- Portrait of Sayyid Sāhib Ḥusayni
- Title: Qādiri ,

Personal life
- Born: 1805 CE (1219 AH) in Tekmal
- Died: 9 January 1880 CE (26 Muharram 1297 AH) in Tekmal
- Era: Islamic golden age
- Main interest: Sufism
- Occupation: Sufi and Muslim Scholar

Religious life
- Religion: Islam
- Jurisprudence: Sunni Sufi
- Creed: Qadiriyyah

Muslim leader
- Influenced by Shah Muhammad Maroof Shahidullah Farooqui Chisti Qadiri;

= Sahib Husayni =

Indian Sufi saint of the Qadiri order (1805–1880)

Sayyid Sāhib Ḥusayni (1805–9 January 1880) was a famous Sufi saint from Hyderabad State, India and had a great influence over spiritual developments in the Deccan area. He belonged to Qadiri Order, and was a great proponent of the concept of Wahdat al-Shuhood.

Sahib Ḥusayni was a murid (disciple) of the noted Sufi saint of Hyderabad, Shah Muhammad Maroof Shahidullah Farooqui Chisti Qadiri, who also belonged to the Qadiri Order.

==Biography==
As per the family tree preserved in the family records, Sayyid Sahib Ḥusayni was a direct descendant of Muhammad through his daughter Fatimah and Ali ibn Abi Talib. The thirteenth in line from their descent was the famous Sufi Shaikh Abdul Qadir Gilani, who founded the Qadiri Order and Sayyid Sahib Ḥusayni is his direct descendant. Sayyid Sahib Ḥusayni belongs to the forty-first generation after Fatimah.

He was born Sayyid Sahib Ḥusayni in Tekmal in 1805. His father was Sayyid Abdur Razzaq who was also initiated into the Qadiri Order. This was during the period of the Nizam Mir Akbar Ali Khan Sikander Jah, Asaf Jah III of Hyderabad State.

Sahib Ḥusayni moved to Hyderabad city at the age of 14 to pursue his higher education and remained there for five years despite financial pressures. He was determined to acquire the knowledge of religious and worldly sciences. In 1824, he was forced to return to Tekmal due to illness and death of his father. That is when he realised that he had not been able to acquire the knowledge of spiritual awareness from his father who was very advanced in these matters.
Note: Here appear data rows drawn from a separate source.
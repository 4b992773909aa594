// src/fetcher.rs
//! Video catalog retrieval.
//!
//! The job controller only knows the [`VideoFetcher`] trait. [`YtDlpFetcher`]
//! is the production implementation: it runs the `yt-dlp` CLI against the
//! channel's videos tab and reads one JSON document per line from stdout.

use std::process::Stdio;

use async_trait::async_trait;
use serde::Deserialize;
use tokio::io::{AsyncBufReadExt, AsyncReadExt, BufReader};
use tokio::process::Command;
use tracing::{debug, warn};

use crate::error::{AppError, Result};
use crate::job::ProgressReporter;
use crate::models::{lenient_u64, parse_published, Video};

pub const DEFAULT_YTDLP_BIN: &str = "yt-dlp";
pub const DEFAULT_PLAYLIST_END: u32 = 20;
const DESCRIPTION_MAX_CHARS: usize = 200;

#[async_trait]
pub trait VideoFetcher: Send + Sync {
    /// Retrieve the catalog of `channel_url`, reporting progress as it goes.
    async fn fetch_videos(&self, channel_url: &str, progress: &ProgressReporter) -> Result<Vec<Video>>;
    fn name(&self) -> &'static str;
}

#[derive(Debug, Clone)]
pub struct YtDlpFetcher {
    program: String,
    leading_args: Vec<String>,
    playlist_end: u32,
}

impl YtDlpFetcher {
    pub fn new(bin: impl Into<String>, playlist_end: u32) -> Self {
        Self {
            program: bin.into(),
            leading_args: Vec::new(),
            playlist_end: playlist_end.max(1),
        }
    }

    /// Run `program leading_args... <yt-dlp args>`; lets a wrapper (e.g. `sh -c`) stand in for yt-dlp.
    pub fn with_command(program: impl Into<String>, leading_args: Vec<String>, playlist_end: u32) -> Self {
        Self {
            program: program.into(),
            leading_args,
            playlist_end: playlist_end.max(1),
        }
    }

    fn build_command(&self, videos_url: &str) -> Command {
        let mut cmd = Command::new(&self.program);
        cmd.args(&self.leading_args)
            .args([
                "--dump-json",
                "--skip-download",
                "--ignore-errors",
                "--no-warnings",
                "--playlist-end",
            ])
            .arg(self.playlist_end.to_string())
            .arg(videos_url)
            .stdin(Stdio::null())
            .stdout(Stdio::piped())
            .stderr(Stdio::piped())
            .kill_on_drop(true);
        cmd
    }
}

#[async_trait]
impl VideoFetcher for YtDlpFetcher {
    async fn fetch_videos(&self, channel_url: &str, progress: &ProgressReporter) -> Result<Vec<Video>> {
        let videos_url = videos_tab_url(channel_url);
        let total = self.playlist_end as usize;

        let mut child = self
            .build_command(&videos_url)
            .spawn()
            .map_err(|e| AppError::FetchFailure(format!("could not start {}: {e}", self.program)))?;

        let stdout = child
            .stdout
            .take()
            .ok_or_else(|| AppError::FetchFailure("no stdout from fetch process".into()))?;
        // Drain stderr concurrently so a chatty child cannot block on a full pipe.
        let stderr_task = child.stderr.take().map(|mut err| {
            tokio::spawn(async move {
                let mut buf = String::new();
                let _ = err.read_to_string(&mut buf).await;
                buf
            })
        });

        let mut videos = Vec::new();
        let mut lines = BufReader::new(stdout).lines();
        while let Some(line) = lines
            .next_line()
            .await
            .map_err(|e| AppError::FetchFailure(e.to_string()))?
        {
            if line.trim().is_empty() {
                continue;
            }
            match parse_entry(&line) {
                Some(v) => {
                    videos.push(v);
                    let n = videos.len();
                    progress.report_step(n, total, format!("Scraped {n}/{total} videos"));
                }
                None => debug!(len = line.len(), "skipping unparseable fetch output line"),
            }
        }

        let status = child
            .wait()
            .await
            .map_err(|e| AppError::FetchFailure(e.to_string()))?;
        let stderr = match stderr_task {
            Some(t) => t.await.unwrap_or_default(),
            None => String::new(),
        };

        if !status.success() {
            let reason = stderr
                .lines()
                .rev()
                .find(|l| !l.trim().is_empty())
                .unwrap_or("no output")
                .trim()
                .to_string();
            // --ignore-errors makes partial catalogs exit non-zero; keep what we got.
            if videos.is_empty() {
                return Err(AppError::FetchFailure(format!("{status}: {reason}")));
            }
            warn!(channel = channel_url, videos = videos.len(), %reason, "fetch finished with errors");
        }
        Ok(videos)
    }

    fn name(&self) -> &'static str {
        "yt-dlp"
    }
}

/// Point a channel URL at its videos tab (`.../@name` -> `.../@name/videos`).
pub fn videos_tab_url(channel_url: &str) -> String {
    let trimmed = channel_url.trim().trim_end_matches('/');
    if trimmed.ends_with("/videos") {
        trimmed.to_string()
    } else {
        format!("{trimmed}/videos")
    }
}

#[derive(Debug, Deserialize)]
struct RawEntry {
    id: Option<String>,
    title: Option<String>,
    webpage_url: Option<String>,
    thumbnail: Option<String>,
    #[serde(default, deserialize_with = "lenient_u64")]
    view_count: u64,
    #[serde(default, deserialize_with = "lenient_u64")]
    like_count: u64,
    #[serde(default, deserialize_with = "lenient_u64")]
    duration: u64,
    upload_date: Option<String>,
    timestamp: Option<i64>,
    description: Option<String>,
    uploader: Option<String>,
    channel_id: Option<String>,
}

/// One line of `--dump-json` output. `None` for anything without an id.
fn parse_entry(line: &str) -> Option<Video> {
    let raw: RawEntry = serde_json::from_str(line).ok()?;
    let id = raw.id.filter(|s| !s.is_empty())?;

    let published = raw
        .timestamp
        .and_then(|t| chrono::DateTime::<chrono::Utc>::from_timestamp(t, 0))
        .or_else(|| raw.upload_date.as_deref().and_then(parse_published));

    Some(Video {
        url: raw
            .webpage_url
            .unwrap_or_else(|| format!("https://www.youtube.com/watch?v={id}")),
        title: raw.title.unwrap_or_default(),
        thumbnail: raw.thumbnail,
        views: raw.view_count,
        like_count: raw.like_count,
        duration: raw.duration,
        published,
        description: raw
            .description
            .map(|d| d.chars().take(DESCRIPTION_MAX_CHARS).collect()),
        channel: raw.uploader,
        channel_id: raw.channel_id,
        id,
    })
}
Sayyid Sahib Ḥusayni lamented this for a long time. Eventually he claims to have had dreams in 1825 which his father appeared and advised him to become the disciple of Shah Muhammad Maroof Shahidullah Farooqui Chisti Qadiri, who was a famous Sufi of his times in Hyderabad. Therefore, he sought out this great Sufi, and became his disciple the following year in 1826. The same year, Shah Muhammad Maroof Shahidullah Farooqui Chisti Qadiri appointed Sayyid Sahib Ḥusayni as his "khalifa" (successor). Having acquired this status, Sahib Husayni returned home to Tekmal.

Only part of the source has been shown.